**EXERCISE DETAILS**
Report each line of the records where "RootCertStore" occurs.

**INFORMATION GIVEN**
* * * *

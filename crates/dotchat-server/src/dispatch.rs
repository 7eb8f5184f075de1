//! Routes one incoming message to its handler and shapes the reply.

use tracing::{debug, error};

use dotchat_common::error::{ChatError, Result};
use dotchat_common::proto::requests::commands;
use dotchat_common::proto::responses::ErrorResponse;
use dotchat_common::Message;

use crate::handlers;
use crate::store::Store;

/// Dispatch `msg` and produce the reply to send back.
///
/// Protocol errors (unknown command, bad envelope, failed domain
/// precondition) become `err` responses and the connection stays open.
/// Store failures are logged in full and answered with a stable reason.
/// Anything else is fatal for the connection and propagates to the worker.
pub fn dispatch(store: &Store, msg: &Message) -> Result<Message> {
    debug!(command = msg.command(), "dispatching request");

    let outcome = match msg.command() {
        commands::LOGIN => handlers::login(store, msg),
        commands::LOGOUT => handlers::logout(store, msg),
        commands::CHANNEL_LIST => handlers::channel_list(store, msg),
        commands::CHANNEL_MESSAGES => handlers::channel_messages(store, msg),
        commands::MESSAGE_SEND => handlers::message_send(store, msg),
        commands::CHANNEL_DETAILS => handlers::channel_details(store, msg),
        commands::NEW_CHANNEL => handlers::new_channel(store, msg),
        commands::NEW_USER => handlers::new_user(store, msg),
        commands::CHANGE_PASS => handlers::change_pass(store, msg),
        commands::USER_DETAILS => handlers::user_details(store, msg),
        commands::INVITE => handlers::invite(store, msg),
        other => Err(ChatError::protocol(format!(
            "Command '{other}' is invalid."
        ))),
    };

    match outcome {
        Ok(reply) => Ok(reply),
        Err(ChatError::Protocol(reason)) => {
            debug!(command = msg.command(), %reason, "request refused");
            Ok(ErrorResponse { reason }.to_message())
        }
        Err(ChatError::Store(detail)) => {
            error!(command = msg.command(), %detail, "store failure");
            Ok(ErrorResponse {
                reason: "Internal storage error.".into(),
            }
            .to_message())
        }
        Err(fatal) => Err(fatal),
    }
}
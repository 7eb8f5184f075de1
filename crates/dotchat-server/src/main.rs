//! dotchat server binary.

use std::process::ExitCode;

use clap::Parser;
use tracing::Level;
use tracing_subscriber::EnvFilter;

mod cli;

use cli::Cli;
use dotchat_server::server;

fn main() -> ExitCode {
    let cli = Cli::parse();

    let filter = EnvFilter::try_from_default_env().unwrap_or_else(|_| {
        let level = if cli.verbose { Level::DEBUG } else { Level::INFO };
        EnvFilter::new(format!(
            "dotchat_server={level},dotchat_common={level}"
        ))
    });

    tracing_subscriber::fmt()
        .with_env_filter(filter)
        .with_target(true)
        .with_thread_ids(true)
        .init();

    tracing::info!(
        "Starting dotchat server v{}",
        env!("CARGO_PKG_VERSION")
    );

    match server::run(&cli.private_key, &cli.certificate) {
        Ok(()) => ExitCode::SUCCESS,
        Err(err) => {
            tracing::error!("Fatal error: {err:#}");
            ExitCode::FAILURE
        }
    }
}
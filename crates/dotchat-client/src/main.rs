//! dotchat client binary.

use std::process::ExitCode;

use clap::Parser;
use tracing::Level;
use tracing_subscriber::EnvFilter;

mod api;
mod cli;
mod connection;
mod repl;

use api::ChatClient;
use cli::Cli;

fn main() -> ExitCode {
    let cli = Cli::parse();

    let filter = EnvFilter::try_from_default_env().unwrap_or_else(|_| {
        let level = if cli.verbose { Level::DEBUG } else { Level::WARN };
        EnvFilter::new(format!(
            "dotchat_client={level},dotchat_common={level}"
        ))
    });

    tracing_subscriber::fmt()
        .with_env_filter(filter)
        .with_target(false)
        .init();

    match run(&cli) {
        Ok(()) => ExitCode::SUCCESS,
        Err(err) => {
            eprintln!("An error occurred:");
            eprintln!("  {err:#}");
            ExitCode::FAILURE
        }
    }
}

fn run(cli: &Cli) -> anyhow::Result<()> {
    let mut client = ChatClient::connect(&cli.certificate, &cli.address, cli.port)?;
    let outcome = repl::run(&mut client);
    client.close();
    Ok(outcome?)
}
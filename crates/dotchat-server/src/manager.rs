//! The connection set and its reaper.
//!
//! Every accepted session is enlisted into a mutex-guarded set of
//! workers. A background reaper periodically removes workers that reached
//! a terminal state, joining their threads; shutdown requests a stop on
//! every worker and then drains them all.

use std::sync::atomic::{AtomicBool, Ordering};
use std::sync::Arc;
use std::thread::{self, JoinHandle};
use std::time::Duration;

use parking_lot::Mutex;
use tracing::{debug, trace};

use dotchat_common::Transport;

use crate::store::Store;
use crate::worker::{Worker, WorkerState};

/// How often the reaper sweeps the set.
pub const REAP_INTERVAL: Duration = Duration::from_millis(100);

/// Owner of all live connection workers.
pub struct ConnectionManager {
    workers: Arc<Mutex<Vec<Worker>>>,
    reaper_stop: Arc<AtomicBool>,
    reaper: Option<JoinHandle<()>>,
}

impl ConnectionManager {
    pub fn new() -> Self {
        Self::with_reap_interval(REAP_INTERVAL)
    }

    pub fn with_reap_interval(interval: Duration) -> Self {
        let workers = Arc::new(Mutex::new(Vec::new()));
        let reaper_stop = Arc::new(AtomicBool::new(false));

        let reaper = {
            let workers = Arc::clone(&workers);
            let stop = Arc::clone(&reaper_stop);
            thread::Builder::new()
                .name("reaper".into())
                .spawn(move || reap_loop(&workers, &stop, interval))
                .expect("failed to start reaper thread")
        };

        Self {
            workers,
            reaper_stop,
            reaper: Some(reaper),
        }
    }

    /// Construct and enlist a worker for `transport`; its thread starts
    /// immediately.
    pub fn enlist<T: Transport + 'static>(
        &self,
        transport: T,
        store: Arc<Store>,
    ) -> std::io::Result<u64> {
        let mut set = self.workers.lock();
        let worker = Worker::spawn(transport, store)?;
        let id = worker.id();
        set.push(worker);
        Ok(id)
    }

    /// Number of workers currently in the set, reaped or not.
    pub fn worker_count(&self) -> usize {
        self.workers.lock().len()
    }

    /// Snapshot of `(id, state)` for every worker in the set.
    pub fn states(&self) -> Vec<(u64, WorkerState)> {
        self.workers
            .lock()
            .iter()
            .map(|w| (w.id(), w.state()))
            .collect()
    }

    /// Stop the reaper, request a stop on every worker, and join them all.
    /// No worker is abandoned.
    pub fn shutdown_all(mut self) {
        self.stop_reaper();

        let mut set = self.workers.lock();
        for worker in set.iter() {
            worker.request_stop();
        }
        debug!(workers = set.len(), "draining connection workers");
        for worker in set.iter_mut() {
            worker.join();
        }
        set.clear();
    }

    fn stop_reaper(&mut self) {
        self.reaper_stop.store(true, Ordering::SeqCst);
        if let Some(handle) = self.reaper.take() {
            let _ = handle.join();
        }
    }
}

impl Default for ConnectionManager {
    fn default() -> Self {
        Self::new()
    }
}

impl Drop for ConnectionManager {
    fn drop(&mut self) {
        self.stop_reaper();
    }
}

fn reap_loop(workers: &Mutex<Vec<Worker>>, stop: &AtomicBool, interval: Duration) {
    while !stop.load(Ordering::SeqCst) {
        thread::sleep(interval);
        let mut set = workers.lock();
        set.retain_mut(|worker| {
            if worker.is_terminated() {
                worker.join();
                trace!(worker = worker.id(), "reaped terminated worker");
                false
            } else {
                true
            }
        });
    }
}
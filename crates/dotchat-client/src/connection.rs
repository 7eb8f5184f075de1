//! Blocking TLS connection to the server.

use std::net::TcpStream;
use std::path::Path;

use rustls::pki_types::ServerName;
use rustls::{ClientConnection, StreamOwned};

use dotchat_common::crypto::tls;
use dotchat_common::error::{ChatError, Result};
use dotchat_common::proto::wire;
use dotchat_common::{ByteStream, Message, Transport};

/// One TLS session, strictly request → response.
pub struct Connection {
    stream: StreamOwned<ClientConnection, TcpStream>,
    inbound: ByteStream,
}

impl Connection {
    /// Connect to `host:port`, verifying the server against the
    /// certificate in `cert_path`.
    pub fn open(cert_path: &Path, host: &str, port: u16) -> Result<Self> {
        let config = tls::client_config(cert_path)?;
        let server_name = ServerName::try_from(host.to_string())
            .map_err(|_| ChatError::Tls(format!("Invalid server name '{host}'")))?;

        let conn = ClientConnection::new(config, server_name)?;
        let socket = TcpStream::connect((host, port))?;
        Ok(Self {
            stream: StreamOwned::new(conn, socket),
            inbound: ByteStream::new(),
        })
    }

    /// Send one request and block until the reply decodes.
    pub fn round_trip(&mut self, req: &Message) -> Result<Message> {
        let mut outbound = ByteStream::new();
        wire::encode(req, &mut outbound)?;
        self.stream.write_all(outbound.unread())?;

        let mut buf = [0u8; 4096];
        loop {
            if !self.inbound.is_empty() {
                let mut attempt = self.inbound.clone();
                match wire::decode(&mut attempt) {
                    Ok(msg) => {
                        self.inbound = attempt;
                        return Ok(msg);
                    }
                    Err(ChatError::Truncated) => {}
                    Err(err) => return Err(err),
                }
            }
            match self.stream.read_some(&mut buf)? {
                0 => return Err(ChatError::ConnectionClosed),
                n => self.inbound.write(&buf[..n]),
            }
        }
    }

    pub fn close(&mut self) {
        self.stream.close();
    }
}
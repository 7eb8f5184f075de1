//! TLS configuration for both ends of a connection.
//!
//! The server side needs a private key and a certificate chain; the client
//! side trusts exactly the certificate it is handed and verifies the server
//! against it. Everything arrives as PEM files named on the command line.

use std::path::Path;
use std::sync::Arc;

use rustls::pki_types::{CertificateDer, PrivateKeyDer};
use rustls::{ClientConfig, RootCertStore, ServerConfig};

use crate::error::{ChatError, Result};

/// Create a TLS server configuration from key and certificate PEM files.
pub fn server_config(key_path: &Path, cert_path: &Path) -> Result<Arc<ServerConfig>> {
    let certs = load_certs(cert_path)?;
    let key = load_key(key_path)?;

    let config = ServerConfig::builder()
        .with_no_client_auth()
        .with_single_cert(certs, key)
        .map_err(|e| ChatError::Tls(format!("Failed to create server config: {e}")))?;

    Ok(Arc::new(config))
}

/// Create a TLS client configuration trusting exactly the certificate in
/// `cert_path`.
pub fn client_config(cert_path: &Path) -> Result<Arc<ClientConfig>> {
    let mut root_store = RootCertStore::empty();
    for cert in load_certs(cert_path)? {
        root_store
            .add(cert)
            .map_err(|e| ChatError::Tls(format!("Failed to add root cert: {e}")))?;
    }

    let config = ClientConfig::builder()
        .with_root_certificates(root_store)
        .with_no_client_auth();

    Ok(Arc::new(config))
}

fn load_certs(path: &Path) -> Result<Vec<CertificateDer<'static>>> {
    let pem = std::fs::read(path)
        .map_err(|e| ChatError::Tls(format!("Failed to read {}: {e}", path.display())))?;
    let mut reader = std::io::BufReader::new(pem.as_slice());
    let certs: Vec<_> = rustls_pemfile::certs(&mut reader)
        .filter_map(|c| c.ok())
        .collect();

    if certs.is_empty() {
        return Err(ChatError::Tls(format!(
            "No certificates found in {}",
            path.display()
        )));
    }

    tracing::debug!(path = %path.display(), count = certs.len(), "loaded certificates");
    Ok(certs)
}

fn load_key(path: &Path) -> Result<PrivateKeyDer<'static>> {
    let pem = std::fs::read(path)
        .map_err(|e| ChatError::Tls(format!("Failed to read {}: {e}", path.display())))?;
    let mut reader = std::io::BufReader::new(pem.as_slice());
    rustls_pemfile::private_key(&mut reader)
        .map_err(|e| ChatError::Tls(format!("Failed to parse key: {e}")))?
        .ok_or_else(|| {
            ChatError::Tls(format!("No private key found in {}", path.display()))
        })
}
//! Session keys: issuing at login, validating on every authenticated
//! request.

use rand::RngCore;

use dotchat_common::clock;
use dotchat_common::error::{ChatError, Result};

use crate::store::{SessionKey, Store, User};

/// Sessions stay valid for 24 hours after login.
pub const SESSION_TTL_MS: i64 = 24 * 60 * 60 * 1000;

/// Resolve `token` to its owning user.
///
/// Fails with a protocol error when the token is unknown or expired on the
/// monotonic clock. Handlers never touch raw session state; they go
/// through here.
pub fn authenticate(store: &Store, token: i32) -> Result<User> {
    let now = clock::monotonic_now_ms();
    if let Some(key) = store.session_key(token)? {
        if key.valid_until >= now {
            return store.user_by_id(key.user)?.ok_or_else(|| {
                ChatError::store(format!("session key {token} references a missing user"))
            });
        }
    }
    Err(ChatError::protocol(format!(
        "Token '{token}' is invalid or has expired. Please log-in again."
    )))
}

/// Issue a fresh session key for `user` and persist it.
///
/// Keys are random 32-bit integers from `rng` (a CSPRNG in production).
/// Zero reads as "no token" on the client side and is never issued;
/// collisions with a live key are regenerated.
pub fn issue_token(store: &Store, user: i32, rng: &mut dyn RngCore) -> Result<i32> {
    loop {
        let candidate = rng.next_u32() as i32;
        if candidate == 0 {
            continue;
        }
        let now = clock::monotonic_now_ms();
        if store.session_key_live(candidate, now)? {
            continue;
        }
        store.replace_session_key(SessionKey {
            key: candidate,
            user,
            valid_until: now + SESSION_TTL_MS,
        })?;
        return Ok(candidate);
    }
}
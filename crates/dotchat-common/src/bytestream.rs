//! Growable byte buffer with a read cursor.
//!
//! [`ByteStream`] is the unit of exchange between the transport and the
//! codec: the transport appends raw bytes at the tail, the codec consumes
//! them from the cursor. The stream moves bytes verbatim; byte-order
//! handling is entirely the codec's business.

/// Once the read cursor has advanced past this many bytes, the consumed
/// prefix is dropped on the next fixed-size extraction.
const COMPACT_THRESHOLD: usize = 100;

/// Append-only byte buffer with a monotonically advancing read cursor.
#[derive(Debug, Clone, Default)]
pub struct ByteStream {
    data: Vec<u8>,
    cursor: usize,
}

impl ByteStream {
    pub fn new() -> Self {
        Self::default()
    }

    /// A stream pre-filled with `bytes`, cursor at the start.
    pub fn from_bytes(bytes: &[u8]) -> Self {
        Self {
            data: bytes.to_vec(),
            cursor: 0,
        }
    }

    /// Append bytes at the tail.
    pub fn write(&mut self, bytes: &[u8]) {
        self.data.extend_from_slice(bytes);
    }

    /// Discard everything buffered, then append.
    pub fn overwrite(&mut self, bytes: &[u8]) {
        self.clear();
        self.write(bytes);
    }

    /// Copy up to `buf.len()` unread bytes into `buf`, advancing the cursor.
    /// Returns the actual count, which is less than requested when the
    /// stream is exhausted.
    pub fn read(&mut self, buf: &mut [u8]) -> usize {
        let n = buf.len().min(self.remaining());
        buf[..n].copy_from_slice(&self.data[self.cursor..self.cursor + n]);
        self.cursor += n;
        n
    }

    /// Consume exactly `N` bytes starting at the cursor, or `None` without
    /// advancing when fewer than `N` remain.
    pub fn extract<const N: usize>(&mut self) -> Option<[u8; N]> {
        if self.remaining() < N {
            return None;
        }
        let mut out = [0u8; N];
        out.copy_from_slice(&self.data[self.cursor..self.cursor + N]);
        self.cursor += N;
        if self.cursor > COMPACT_THRESHOLD {
            self.compact();
        }
        Some(out)
    }

    /// Bytes left between the cursor and the tail.
    pub fn remaining(&self) -> usize {
        self.data.len() - self.cursor
    }

    pub fn is_empty(&self) -> bool {
        self.remaining() == 0
    }

    /// View of the unread tail, for handing to a transport write.
    pub fn unread(&self) -> &[u8] {
        &self.data[self.cursor..]
    }

    /// Reset the cursor and drop the buffer.
    pub fn clear(&mut self) {
        self.data.clear();
        self.cursor = 0;
    }

    fn compact(&mut self) {
        self.data.drain(..self.cursor);
        self.cursor = 0;
    }
}
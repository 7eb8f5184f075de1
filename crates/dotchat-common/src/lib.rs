//! # dotchat-common
//!
//! Shared components for the dotchat chat service.
//!
//! This crate contains:
//! - The self-describing binary wire format and its codec
//! - Request/response envelope types with validation
//! - TLS configuration helpers
//! - The blocking transport contract
//! - Clock helpers and the central error type
//!
//! ## Architecture
//!
//! The common crate is designed to be minimal and stable: both the server
//! and the client speak exclusively through the types defined here, so any
//! wire-level change only ever happens in one place.

pub mod bytestream;
pub mod clock;
pub mod crypto;
pub mod error;
pub mod proto;
pub mod transport;

// Re-export commonly used items at crate root
pub use bytestream::ByteStream;
pub use error::{ChatError, Result};
pub use proto::{Message, Tag, Value, ValueList, ValueMap};
pub use transport::Transport;
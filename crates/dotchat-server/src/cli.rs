//! CLI arguments for the server

use std::path::PathBuf;

use clap::Parser;

/// dotchat server - TLS-secured chat service
#[derive(Parser, Debug)]
#[command(name = "dotchat-server")]
#[command(author, version, about, long_about = None)]
pub struct Cli {
    /// Path to the private key PEM file
    pub private_key: PathBuf,

    /// Path to the certificate PEM file
    pub certificate: PathBuf,

    /// Enable verbose output
    #[arg(short, long)]
    pub verbose: bool,
}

* * * *

**PROBLEM SOLUTION**
use rustls::{ClientConfig, RootCertStore, ServerConfig};
    let mut root_store = RootCertStore::empty();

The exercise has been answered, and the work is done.